Getting right to the heart of it, Motherland reveals that Dr. Allison Mann's father, Dr. Matsumori, also did not die in the plague, and believes, rightly or wrongly, that he caused the plague. He sent the monkey Ampersand to Allison (before it was waylaid to Yorick), intending that a chemical compound within the monkey would kill her cloned baby so that Matsumori could produce clones first. His success coincided with the gendercide, leading Matsumori to believe that all the men died by way of "moprhic resonance" or a kind of collective consciousness, once cloning was perfected and nature recognized men as no longer necessary. The chemical compound within Ampersand had the opposite effect of sparing Yorick instead of killing any clones.

It's Matsumori's theory of morphic resonance that Allison immediately dismisses, though to an extent that might be the least unbelievable thing here. As we get closer to Y's end and, presumably, the actual revelation of the origins of the plague, one must begin to consider what would be a satisfactory explanation. Supernatural suggestions like Yorick's ring or the Amulet of Helene have long been dismissed, and as much as it's been increasingly suggested that a person caused the plague, having a cackling mad scientist at the core of this now seems trite. The idea that the plague could be part of the natural order, spurred on by a cloning event or simple happenstance, seems perhaps the cleanest (and not so far-fetched anymore) explanation.

What's less comprehensible is the idea that Matsumori's clone-killing compound would mysteriously have the opposite effect and counteract a supposed psychic resonance (were the plague really a plague, that'd be one thing, but I'm unsure even in the realm of science-fiction how a physical chemical can beat a mental signal). That is, everything in Y is beginning to wrap up so cleanly (consider the diagram of Matsumori sending Ampersand to Allison, Ampersand getting waylaid to Yorick, but then Yorick Brown's senator mother sending Yorick to Allison anyway) that for this chemical meant to do one thing instead inexplicably doing something else seems too messy. Maybe, maybe we know how why the gendercide happened — though I hold out for still a little more — but I'm not convinced we yet know why Yorick was spared.
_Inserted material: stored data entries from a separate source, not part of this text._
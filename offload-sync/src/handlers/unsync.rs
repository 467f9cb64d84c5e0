//! Unsync sync type
//!
//! Full rollback: re-downloads the canonical remote asset if the local
//! bytes are gone (cloud-only or missing file), then clears every tracked
//! field so the asset resyncs from scratch if it is ever queued again.

use crate::asset::{StorageMode, SyncOutcome, SyncState};
use crate::context::SyncContext;
use crate::error::Result;
use crate::registry::SyncOperation;
use crate::signature::fingerprint;
use async_trait::async_trait;
use offload_bridge::catalog::AssetRecord;
use offload_bridge::fs::FileSystemAccess;
use offload_bridge::remote::RemoteMediaStore;
use tracing::info;

pub struct UnsyncSync;

#[async_trait]
impl SyncOperation for UnsyncSync {
    fn slug(&self) -> &'static str {
        "unsync"
    }

    fn priority(&self) -> u32 {
        60
    }

    fn required(&self) -> bool {
        false
    }

    async fn generate_signature(
        &self,
        _ctx: &SyncContext,
        _record: &AssetRecord,
        state: &SyncState,
    ) -> Result<String> {
        Ok(fingerprint(&format!("unsync|{}", state.unsync_requested)))
    }

    async fn validate(
        &self,
        _ctx: &SyncContext,
        _record: &AssetRecord,
        state: &SyncState,
    ) -> Result<bool> {
        Ok(state.unsync_requested)
    }

    async fn sync(
        &self,
        ctx: &SyncContext,
        record: &AssetRecord,
        state: &mut SyncState,
    ) -> Result<SyncOutcome> {
        if let Some(public_id) = state.public_id.clone() {
            let local_missing = !ctx.files.exists(&record.local_path).await?;

            if state.storage_mode == StorageMode::CloudOnly || local_missing {
                let data = match ctx.remote.fetch(&public_id, None).await {
                    Ok(data) => data,
                    Err(e) => {
                        let error = format!("rollback download failed: {}", e);
                        state.record_error(error.clone());
                        return Ok(SyncOutcome::Failed { error });
                    }
                };

                if let Err(e) = ctx.files.write_file(&record.local_path, data).await {
                    let error = format!("failed to restore local file: {}", e);
                    state.record_error(error.clone());
                    return Ok(SyncOutcome::Failed { error });
                }
            }
        }

        state.reset();
        info!(asset_id = %record.id, "Unsynced asset; state rolled back");

        let signature = self.generate_signature(ctx, record, state).await?;
        Ok(SyncOutcome::Synced { signature })
    }
}
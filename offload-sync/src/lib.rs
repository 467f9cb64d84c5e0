//! # Media Offload Sync Engine
//!
//! Keeps local media storage and a remote object/CDN store eventually
//! consistent.
//!
//! ## Overview
//!
//! The engine is a signature-driven, multi-worker job queue. It decides
//! what needs syncing by fingerprinting each (asset, sync type) pair,
//! distributes pending work across persisted thread lanes, and processes it
//! in bounded background passes that tolerate crashes, stale claims, and
//! partial failure without losing or double-committing work.
//!
//! ## Components
//!
//! - **Signature Engine** (`signature`): per-(asset, sync type)
//!   fingerprints deciding if work is needed
//! - **Sync Type Registry** (`registry`): ordered set of pluggable sync
//!   operations
//! - **Thread/Queue Manager** (`queue`): persisted per-thread cursors,
//!   claim protocol, stall detection
//! - **Queue Builder** (`builder`): catalog scan and distribution across
//!   thread lanes
//! - **Worker Dispatcher** (`dispatcher`): bounded per-invocation claim
//!   and process loop
//! - **Remote Execution Handlers** (`handlers`): upload, storage offload,
//!   download, size, delete, unsync
//! - **Health Monitor** (`monitor`): periodic restart of stalled threads,
//!   full rebuild of dead queues
//! - **Coordinator** (`coordinator`): the public surface wiring it all
//!   over one explicit [`SyncContext`]
//!
//! ## Concurrency model
//!
//! Workers share no memory; every coordination primitive is persisted,
//! re-derivable state. The id claim is read-then-clear and not atomic
//! across processes: duplicate claims are accepted and made harmless by
//! signature-gated idempotent handlers.

pub mod asset;
pub mod builder;
pub mod context;
pub mod coordinator;
pub mod dispatcher;
pub mod error;
pub mod handlers;
pub mod logging;
pub mod monitor;
pub mod queue;
pub mod registry;
pub mod repository;
pub mod signature;

pub use asset::{
    AssetId, DeliveryType, OutcomeMap, StorageMode, SyncOutcome, SyncState,
};
pub use builder::QueueBuilder;
pub use context::{SyncConfig, SyncContext, SyncContextBuilder};
pub use coordinator::{OffloadCoordinator, SizeTotals};
pub use dispatcher::{RunSummary, WorkerDispatcher, SYNC_LOOP_ERROR};
pub use error::{Result, SyncError};
pub use monitor::HealthMonitor;
pub use queue::{
    BulkQueueState, QueueKind, QueueManager, QueueSnapshot, ThreadCursor, ThreadState,
    ThreadStatus,
};
pub use registry::{SyncOperation, SyncRegistry};
pub use repository::{
    QueueRepository, SqliteQueueRepository, SqliteSyncStateRepository, SyncStateRepository,
};
pub use signature::SignatureEngine;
The rest of the "Motherhood" story is, y'know, fine. There's an impressively brutal showdown between Agent 355 and Matsumori's assassin Toyota that would have been a show-stopper eight books back, but is now just one of the same as throughout this series. I hope I'm not being too dense, but I failed to find a real message about "motherhood" within these pages — yes, Matsumori has been a "mother" to Toyota and the clones he made of Allison, and within these pages both Allison and 355 lose their ability to have children, but 355 for one is so disinterested that it's hard to feel a great amount of emotion for them. I didn't come away from this story recognizing a value statement on "motherhood" per se. And neither have I ever felt there was enough space given to show what Allison and Rose or 355 and Yorick might necessarily value about one another to feel invested in any of their love triangles, either.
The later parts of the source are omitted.